#### [Problem]
Go through the data below and copy each line where the word "false" occurs.

== Records for the task ==

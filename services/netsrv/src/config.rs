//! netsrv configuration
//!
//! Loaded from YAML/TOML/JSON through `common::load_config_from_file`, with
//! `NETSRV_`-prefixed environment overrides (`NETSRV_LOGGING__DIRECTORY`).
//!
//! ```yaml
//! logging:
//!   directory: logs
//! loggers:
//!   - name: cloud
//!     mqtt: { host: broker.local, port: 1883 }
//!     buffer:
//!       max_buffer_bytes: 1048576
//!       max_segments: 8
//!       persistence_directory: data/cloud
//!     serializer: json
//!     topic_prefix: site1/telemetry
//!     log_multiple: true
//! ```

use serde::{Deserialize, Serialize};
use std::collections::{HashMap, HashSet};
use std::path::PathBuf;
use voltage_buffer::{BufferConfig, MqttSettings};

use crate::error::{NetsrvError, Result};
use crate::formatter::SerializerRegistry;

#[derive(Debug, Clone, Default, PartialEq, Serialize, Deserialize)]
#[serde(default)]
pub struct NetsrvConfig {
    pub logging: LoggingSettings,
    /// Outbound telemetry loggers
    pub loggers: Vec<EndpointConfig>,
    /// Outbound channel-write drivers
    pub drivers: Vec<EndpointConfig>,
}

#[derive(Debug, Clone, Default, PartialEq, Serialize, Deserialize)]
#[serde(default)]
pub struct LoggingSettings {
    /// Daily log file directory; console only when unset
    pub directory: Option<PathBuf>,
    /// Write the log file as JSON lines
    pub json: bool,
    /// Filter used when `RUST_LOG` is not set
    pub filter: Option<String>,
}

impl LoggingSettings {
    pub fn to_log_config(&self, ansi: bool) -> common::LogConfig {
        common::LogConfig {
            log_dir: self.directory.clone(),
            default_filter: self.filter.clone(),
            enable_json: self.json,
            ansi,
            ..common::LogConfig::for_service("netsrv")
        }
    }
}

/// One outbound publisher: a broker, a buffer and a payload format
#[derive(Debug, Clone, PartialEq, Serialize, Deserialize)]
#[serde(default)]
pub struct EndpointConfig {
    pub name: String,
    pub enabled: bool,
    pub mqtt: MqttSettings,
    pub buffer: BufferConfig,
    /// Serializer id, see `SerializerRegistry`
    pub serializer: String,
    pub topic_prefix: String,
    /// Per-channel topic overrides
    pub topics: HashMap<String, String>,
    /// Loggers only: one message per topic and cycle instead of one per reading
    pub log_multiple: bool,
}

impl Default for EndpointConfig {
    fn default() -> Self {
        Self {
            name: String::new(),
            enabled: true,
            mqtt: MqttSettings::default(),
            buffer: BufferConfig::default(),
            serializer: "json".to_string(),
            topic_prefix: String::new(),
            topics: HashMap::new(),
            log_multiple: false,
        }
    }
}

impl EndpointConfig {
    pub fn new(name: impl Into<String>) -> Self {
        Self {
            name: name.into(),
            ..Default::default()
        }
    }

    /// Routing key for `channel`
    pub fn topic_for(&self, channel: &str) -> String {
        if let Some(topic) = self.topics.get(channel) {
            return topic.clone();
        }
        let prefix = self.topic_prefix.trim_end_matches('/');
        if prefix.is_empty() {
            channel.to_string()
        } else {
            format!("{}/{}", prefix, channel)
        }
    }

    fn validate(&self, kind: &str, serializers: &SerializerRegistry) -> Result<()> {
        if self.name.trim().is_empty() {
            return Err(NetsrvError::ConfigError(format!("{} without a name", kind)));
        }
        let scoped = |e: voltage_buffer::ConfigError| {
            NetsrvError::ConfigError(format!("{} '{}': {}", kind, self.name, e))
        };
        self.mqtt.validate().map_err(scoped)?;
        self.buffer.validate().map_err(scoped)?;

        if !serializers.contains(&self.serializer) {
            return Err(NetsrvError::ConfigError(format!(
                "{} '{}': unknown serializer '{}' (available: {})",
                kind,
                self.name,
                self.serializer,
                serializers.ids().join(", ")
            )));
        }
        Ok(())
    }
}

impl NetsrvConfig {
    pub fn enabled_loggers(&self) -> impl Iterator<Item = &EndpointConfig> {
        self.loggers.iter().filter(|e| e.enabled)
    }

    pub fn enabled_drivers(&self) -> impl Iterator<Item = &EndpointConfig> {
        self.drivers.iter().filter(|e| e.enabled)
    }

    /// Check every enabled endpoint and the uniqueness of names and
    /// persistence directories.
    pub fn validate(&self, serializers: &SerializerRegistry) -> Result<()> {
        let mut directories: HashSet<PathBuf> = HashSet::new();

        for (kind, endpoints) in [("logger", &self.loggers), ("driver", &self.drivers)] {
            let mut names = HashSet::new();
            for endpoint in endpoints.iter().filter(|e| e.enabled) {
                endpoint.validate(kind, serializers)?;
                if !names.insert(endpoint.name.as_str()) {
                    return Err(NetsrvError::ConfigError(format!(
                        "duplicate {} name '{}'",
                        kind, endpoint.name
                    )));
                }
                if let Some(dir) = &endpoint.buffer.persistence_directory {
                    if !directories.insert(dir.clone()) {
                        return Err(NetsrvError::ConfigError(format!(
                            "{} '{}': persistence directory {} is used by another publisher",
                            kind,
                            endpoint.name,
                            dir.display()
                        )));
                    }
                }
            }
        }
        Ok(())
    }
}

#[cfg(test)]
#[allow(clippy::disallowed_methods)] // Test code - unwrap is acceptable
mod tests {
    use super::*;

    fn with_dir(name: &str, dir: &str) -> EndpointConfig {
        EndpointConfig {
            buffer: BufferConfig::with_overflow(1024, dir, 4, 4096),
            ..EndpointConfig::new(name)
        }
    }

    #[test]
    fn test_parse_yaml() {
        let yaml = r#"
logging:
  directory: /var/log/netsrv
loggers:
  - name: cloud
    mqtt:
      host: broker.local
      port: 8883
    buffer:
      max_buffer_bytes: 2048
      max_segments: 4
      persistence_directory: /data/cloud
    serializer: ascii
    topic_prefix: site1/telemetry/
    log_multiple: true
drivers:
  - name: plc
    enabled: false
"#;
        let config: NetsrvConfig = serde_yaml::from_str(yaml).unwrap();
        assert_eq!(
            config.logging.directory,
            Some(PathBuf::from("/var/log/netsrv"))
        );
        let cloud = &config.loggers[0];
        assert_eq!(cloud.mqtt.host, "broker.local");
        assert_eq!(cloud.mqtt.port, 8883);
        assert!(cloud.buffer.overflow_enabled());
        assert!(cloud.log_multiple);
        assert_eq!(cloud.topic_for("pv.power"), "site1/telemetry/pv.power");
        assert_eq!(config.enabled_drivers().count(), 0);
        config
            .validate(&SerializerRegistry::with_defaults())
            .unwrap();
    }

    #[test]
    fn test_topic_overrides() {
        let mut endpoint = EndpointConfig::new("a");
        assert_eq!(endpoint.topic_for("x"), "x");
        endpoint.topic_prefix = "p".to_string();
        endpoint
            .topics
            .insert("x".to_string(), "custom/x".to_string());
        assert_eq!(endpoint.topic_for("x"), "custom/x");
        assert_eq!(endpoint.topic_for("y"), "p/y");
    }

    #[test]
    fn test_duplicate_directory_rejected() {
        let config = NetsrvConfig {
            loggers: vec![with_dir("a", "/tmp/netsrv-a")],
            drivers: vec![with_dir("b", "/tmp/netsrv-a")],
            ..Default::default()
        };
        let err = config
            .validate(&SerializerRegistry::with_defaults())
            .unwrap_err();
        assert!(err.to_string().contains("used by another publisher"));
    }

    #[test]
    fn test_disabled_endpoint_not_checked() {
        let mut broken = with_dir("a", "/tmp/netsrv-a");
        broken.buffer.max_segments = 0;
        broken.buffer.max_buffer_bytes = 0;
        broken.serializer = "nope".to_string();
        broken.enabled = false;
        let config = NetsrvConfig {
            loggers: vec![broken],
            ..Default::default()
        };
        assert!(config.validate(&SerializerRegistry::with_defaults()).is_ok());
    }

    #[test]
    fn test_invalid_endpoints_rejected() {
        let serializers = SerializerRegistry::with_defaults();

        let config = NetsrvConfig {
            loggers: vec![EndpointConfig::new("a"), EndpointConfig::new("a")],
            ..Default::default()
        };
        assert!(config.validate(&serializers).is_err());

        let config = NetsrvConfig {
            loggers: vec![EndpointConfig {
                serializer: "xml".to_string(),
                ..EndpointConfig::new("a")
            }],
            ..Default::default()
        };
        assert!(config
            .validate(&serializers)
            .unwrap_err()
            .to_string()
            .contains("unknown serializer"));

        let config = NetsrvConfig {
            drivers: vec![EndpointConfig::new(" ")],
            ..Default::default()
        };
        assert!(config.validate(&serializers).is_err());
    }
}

===

#### [Exercise response]
            log_multiple: false,
    enabled: false
        broken.enabled = false;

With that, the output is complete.